2. Biofuel powered vehicles: Lotus Exige 265E
With a breathtaking acceleration of 0 to 60mph in just 3.9 seconds and an exhilarating top speed of 158mph (253km/h), the Lotus Exige 265E is certainly the boisterous monster we auto aficionados pray for. However, it is the green credentials that has tickled our fancies. Powered by a supercharged 1.8 litre engine with 260 hp capacity, the fuel used by this classy specimen is uniquely bio ethanol. This particularly naturalistic component comprises of around 85 percent ethanol (an alcohol) and 15 percent petrol. As for its advantages, the fuel produces more power in the engine than with conventional petrol, and also contributes to net carbon reduction. But, on the other hand, it does reduce the overall fuel economy of the car.
3. Hydrogen internal combustion engine: The Scorpion
When it comes to pure style factor, the ‘curvalicious’ Scorpion from Texas based Ronn Motor Company, is surely the eye candy to crave for. But, beyond the visual allure, it is the innovative power train under the hoods that matters most for our precious environment. In that regard, the company has taken the innovative path with their specially designed hybrid mechanism that entails an internal combustion engine configured to burn a combination of gasoline and hydrogen. This substantially decreases both CO2 and NOx emissions, along with improving upon overall fuel economy. Moreover, the car only requires an on board water tank which is controlled a dual computer processor to generate high pressure hydrogen.
4. Maglev vehicles: Dualmode 2030 concept vehicle
As can be ascertained by the apt name, this novel conception, which is still in its conceptual stage, will have two different maneuvering systems incorporated into a single automobile. In fact, the designer Geoffrey Cooper has envisaged the Dualmode 2030 car to have an autonomous maglev driving mechanism, when traveling through expansive, traffic free highways. This will allow an automatic mode of steering, while the driver relaxes throughout the zero emission commute. However, when the vehicle enters the city zone, the conventional gasoline oriented driving system will take over, pertaining to fully manual controls.
5. Human powered cars: HumanCar
Taking a page right out of ‘The Flintstones’, the human powered car is as sustainable as it gets. Powered by unique series of back and forth cranks, which are to be operated by the passengers, the whole contraption only works well with four people on board. Of course, the HumanCar could also be driven by a single driver, but then it will be powered by a hybrid engine or a fully electrical set up. As for solid specs, the $15,000 vehicle can supposedly move to a top speed of 30 mph (48km/h) with the ‘human power’ of four.
6. Hydrogen Petrol powered cars
British scientists are in the process of devising an artificial petrol component which is based on hydrogen, rather than carbon. This means the final by product after combustion will be limited to water, instead of harmful carbon fumes. However, even beyond its fascinatingly green potential, the artificial petrol will most likely be ludicrously cost effective.

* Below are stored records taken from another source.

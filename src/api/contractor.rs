use crate::{
    auth::auth::AuthUser,
    model::contractor::Contractor,
    utils::db_utils::{build_update_sql, execute_update},
    utils::{name_filter, profile_cache},
};
use actix_web::{HttpResponse, Responder, error::ErrorInternalServerError, web};
use serde::{Deserialize, Serialize};
use serde_json::Value;
use serde_json::json;
use sqlx::MySqlPool;
use tracing::{debug, error};
use utoipa::ToSchema;

#[derive(Deserialize, Serialize, ToSchema)]
pub struct CreateContractor {
    #[schema(example = "Dalwayne Simpson")]
    pub name: String,
    #[schema(example = "dalwayne@company.com", format = "email", value_type = String)]
    pub email: String,
    #[schema(example = "Bricklayer")]
    pub trade: String,
    #[schema(example = "+447700900123", nullable = true)]
    pub phone: Option<String>,
    #[schema(example = 18.75)]
    pub hourly_rate: f64,
    #[schema(example = false)]
    pub cis_registered: bool,
}

#[derive(Debug, Deserialize, ToSchema)]
pub struct ContractorQuery {
    pub page: Option<u32>,
    pub per_page: Option<u32>,
    pub trade: Option<String>,
    pub status: Option<String>,
    pub cis_registered: Option<bool>,
    pub search: Option<String>,
}

#[derive(Serialize, ToSchema)]
pub struct ContractorListResponse {
    pub data: Vec<Contractor>,
    #[schema(example = 1)]
    pub page: u32,
    #[schema(example = 20)]
    pub per_page: u32,
    #[schema(example = 7)]
    pub total: i64,
}

#[derive(Deserialize, ToSchema)]
pub struct UpdateContractor {
    pub name: Option<String>,
    pub email: Option<String>,
    pub trade: Option<String>,
    pub phone: Option<String>,
    pub hourly_rate: Option<f64>,
    pub cis_registered: Option<bool>,
    pub status: Option<String>,
}

/// Create Contractor
#[utoipa::path(
    post,
    path = "/api/v1/contractors",
    request_body = CreateContractor,
    responses(
        (status = 201, description = "Contractor created successfully", body = Object, example = json!({
            "message": "Contractor created successfully"
        })),
        (status = 400, description = "Rate rejected", body = Object, example = json!({
            "message": "hourly_rate must be a positive amount"
        })),
        (status = 409, description = "Name already on the roster"),
        (status = 500, description = "Internal server error")
    ),
    tag = "Contractor",
    security(
        ("bearer_auth" = [])
    )
)]
pub async fn create_contractor(
    auth: AuthUser,
    pool: web::Data<MySqlPool>,
    payload: web::Json<CreateContractor>,
) -> actix_web::Result<impl Responder> {
    auth.require_admin()?;

    // a broken rate here would poison every payslip downstream
    if !payload.hourly_rate.is_finite() || payload.hourly_rate <= 0.0 {
        return Ok(HttpResponse::BadRequest().json(json!({
            "message": "hourly_rate must be a positive amount"
        })));
    }

    let result = sqlx::query(
        r#"
        INSERT INTO contractors
        (name, email, trade, phone, hourly_rate, cis_registered, status)
        VALUES (?, ?, ?, ?, ?, ?, 'available')
        "#,
    )
    .bind(payload.name.trim())
    .bind(&payload.email)
    .bind(&payload.trade)
    .bind(&payload.phone)
    .bind(payload.hourly_rate)
    .bind(payload.cis_registered)
    .execute(pool.get_ref())
    .await;

    match result {
        Ok(_) => {
            name_filter::insert(payload.name.trim());
            Ok(HttpResponse::Created().json(json!({
                "message": "Contractor created successfully"
            })))
        }
        Err(e) => {
            if let sqlx::Error::Database(db_err) = &e {
                if db_err.code().as_deref() == Some("23000") {
                    return Ok(HttpResponse::Conflict().json(json!({
                        "message": "A contractor with that name or email already exists"
                    })));
                }
            }

            error!(error = %e, "Failed to create contractor");
            Ok(HttpResponse::InternalServerError().json(json!({
                "message": "Something went wrong, Contact with system admin"
            })))
        }
    }
}

#[utoipa::path(
    get,
    path = "/api/v1/contractors",
    params(
        ("page",  Query, description = "Page number"),
        ("per_page", Query, description = "Items per page"),
        ("trade", Query, description = "Filter by trade"),
        ("status", Query, description = "Filter by availability status"),
        ("cis_registered", Query, description = "Filter by CIS registration"),
        ("search", Query, description = "Search by name or email")
    ),
    responses(
        (status = 200, description = "Paginated contractor list", body = ContractorListResponse)
    ),
    tag = "Contractor",
    security(
        ("bearer_auth" = [])
    )
)]
pub async fn list_contractors(
    auth: AuthUser,
    pool: web::Data<MySqlPool>,
    query: web::Query<ContractorQuery>,
) -> actix_web::Result<impl Responder> {
    auth.require_manager_or_admin()?;

    let page = query.page.unwrap_or(1).max(1);
    let per_page = query.per_page.unwrap_or(20).clamp(1, 100);
    let offset = (page - 1) * per_page;

    // ---------- build WHERE clause dynamically ----------
    let mut conditions = Vec::new();
    let mut bindings: Vec<sqlx::types::JsonValue> = Vec::new();

    if let Some(trade) = &query.trade {
        conditions.push("trade = ?");
        bindings.push(trade.clone().into());
    }

    if let Some(status) = &query.status {
        conditions.push("status = ?");
        bindings.push(status.clone().into());
    }

    if let Some(cis_registered) = query.cis_registered {
        conditions.push("cis_registered = ?");
        bindings.push(cis_registered.into());
    }

    if let Some(search) = &query.search {
        conditions.push("(name LIKE ? OR email LIKE ?)");
        let like = format!("%{}%", search);
        bindings.push(like.clone().into());
        bindings.push(like.into());
    }

    let where_clause = if conditions.is_empty() {
        "".to_string()
    } else {
        format!("WHERE {}", conditions.join(" AND "))
    };

    // ---------- total count ----------
    let count_sql = format!("SELECT COUNT(*) as total FROM contractors {}", where_clause);
    debug!(sql = %count_sql, bindings = ?bindings, "Counting contractors");

    let mut count_query = sqlx::query_scalar::<_, i64>(&count_sql);
    for b in &bindings {
        count_query = count_query.bind(b);
    }

    let total = count_query.fetch_one(pool.get_ref()).await.map_err(|e| {
        error!(error = %e, sql = %count_sql, "Failed to count contractors");
        ErrorInternalServerError("Database error")
    })?;

    // ---------- data query ----------
    let data_sql = format!(
        "SELECT id, name, email, trade, phone, hourly_rate, cis_registered, status FROM contractors {} ORDER BY name ASC LIMIT ? OFFSET ?",
        where_clause
    );
    debug!(sql = %data_sql, bindings = ?bindings, page, per_page, offset, "Fetching contractors");

    let mut data_query = sqlx::query_as::<_, Contractor>(&data_sql);
    for b in &bindings {
        data_query = data_query.bind(b);
    }
    data_query = data_query.bind(per_page as i64).bind(offset as i64);

    let contractors = data_query.fetch_all(pool.get_ref()).await.map_err(|e| {
        error!(error = %e, sql = %data_sql, "Failed to fetch contractors");
        ErrorInternalServerError("Database error")
    })?;

    Ok(HttpResponse::Ok().json(ContractorListResponse {
        data: contractors,
        page,
        per_page,
        total,
    }))
}

/// Update Contractor
#[utoipa::path(
    put,
    path = "/api/v1/contractors/{contractor_id}",
    params(
        ("contractor_id", Path, description = "Contractor ID")
    ),
    request_body = UpdateContractor,
    responses(
        (status = 200, description = "Contractor updated successfully"),
        (status = 404, description = "Contractor not found"),
        (status = 500, description = "Internal server error")
    ),
    tag = "Contractor",
    security(
        ("bearer_auth" = [])
    )
)]
pub async fn update_contractor(
    auth: AuthUser,
    pool: web::Data<MySqlPool>,
    path: web::Path<i64>,
    body: web::Json<Value>,
) -> actix_web::Result<impl Responder> {
    auth.require_admin()?;

    let contractor_id = path.into_inner();

    // current name is needed to keep the filter and cache coherent when
    // the update renames the contractor
    let current_name = sqlx::query_scalar::<_, String>("SELECT name FROM contractors WHERE id = ?")
        .bind(contractor_id)
        .fetch_optional(pool.get_ref())
        .await
        .map_err(|e| {
            error!(error = %e, contractor_id, "Failed to fetch contractor");
            ErrorInternalServerError("Internal Server Error")
        })?;

    let Some(current_name) = current_name else {
        return Ok(HttpResponse::NotFound().body("Contractor not found"));
    };

    let update = build_update_sql("contractors", &body, "id", contractor_id)?;

    let affected = execute_update(pool.get_ref(), update)
        .await
        .map_err(actix_web::error::ErrorInternalServerError)?;

    if affected == 0 {
        return Ok(HttpResponse::NotFound().body("Contractor not found"));
    }

    profile_cache::invalidate(&current_name).await;
    if let Some(new_name) = body.get("name").and_then(|v| v.as_str()) {
        if new_name != current_name {
            name_filter::remove(&current_name);
            name_filter::insert(new_name);
            profile_cache::invalidate(new_name).await;
        }
    }

    Ok(HttpResponse::Ok().body("Contractor updated successfully"))
}

/// Delete Contractor
#[utoipa::path(
    delete,
    path = "/api/v1/contractors/{contractor_id}",
    params(
        ("contractor_id", Path, description = "Contractor ID")
    ),
    responses(
        (status = 200, description = "Successfully deleted", body = Object, example = json!({
            "message": "Successfully deleted"
        })),
        (status = 404, description = "Contractor not found"),
        (status = 500, description = "Internal server error")
    ),
    tag = "Contractor",
    security(
        ("bearer_auth" = [])
    )
)]
pub async fn delete_contractor(
    auth: AuthUser,
    pool: web::Data<MySqlPool>,
    path: web::Path<i64>,
) -> actix_web::Result<impl Responder> {
    auth.require_admin()?;

    let contractor_id = path.into_inner();

    let name = sqlx::query_scalar::<_, String>("SELECT name FROM contractors WHERE id = ?")
        .bind(contractor_id)
        .fetch_optional(pool.get_ref())
        .await
        .map_err(|e| {
            error!(error = %e, contractor_id, "Failed to fetch contractor");
            ErrorInternalServerError("Internal Server Error")
        })?;

    let Some(name) = name else {
        return Ok(HttpResponse::NotFound().json(json!({
            "message": "Contractor not found"
        })));
    };

    let result = sqlx::query("DELETE FROM contractors WHERE id = ?")
        .bind(contractor_id)
        .execute(pool.get_ref())
        .await;

    match result {
        Ok(res) => {
            if res.rows_affected() == 0 {
                return Ok(HttpResponse::NotFound().json(json!({
                    "message": "Contractor not found"
                })));
            }

            name_filter::remove(&name);
            profile_cache::invalidate(&name).await;

            Ok(HttpResponse::Ok().json(json!({
                "message": "Successfully deleted"
            })))
        }

        Err(e) => {
            error!(error = %e, contractor_id, "Failed to delete contractor");

            Ok(HttpResponse::InternalServerError().json(json!({
                "message": "Internal Server Error"
            })))
        }
    }
}

/// Get Contractor by ID
#[utoipa::path(
    get,
    path = "/api/v1/contractors/{contractor_id}",
    params(
        ("contractor_id", Path, description = "Contractor ID")
    ),
    responses(
        (status = 200, description = "Contractor found", body = Contractor),
        (status = 404, description = "Contractor not found"),
        (status = 500, description = "Internal server error")
    ),
    tag = "Contractor",
    security(
        ("bearer_auth" = [])
    )
)]
pub async fn get_contractor(
    auth: AuthUser,
    pool: web::Data<MySqlPool>,
    path: web::Path<u64>,
) -> actix_web::Result<impl Responder> {
    auth.require_manager_or_admin()?;

    let contractor_id: u64 = path.into_inner();

    let contractor = sqlx::query_as::<_, Contractor>(
        r#"
        SELECT id, name, email, trade, phone, hourly_rate, cis_registered, status
        FROM contractors
        WHERE id = ?
        "#,
    )
    .bind(contractor_id)
    .fetch_optional(pool.get_ref())
    .await
    .map_err(|e| {
        tracing::error!(error = %e, contractor_id, "Failed to fetch contractor");
        actix_web::error::ErrorInternalServerError("Internal Server Error")
    })?;

    match contractor {
        Some(c) => Ok(HttpResponse::Ok().json(c)),
        None => Ok(HttpResponse::NotFound().json(serde_json::json!({
            "message": "Contractor not found"
        }))),
    }
}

In fact, according to the researchers, the advanced fuel is expected to have a price of around just $1.50 a gallon, by its final stage of development after two years.
Now, the only silver lining in the current situation is that the amplitude of our green technology has certainly expanded beyond the constraints of electric driven mechanisms. Yes, some of them may still be relegated within the ambit of concepts and prototypes, but their continued credible development in the future may herald a more collective solution, both from perspectives of environment and user convenience.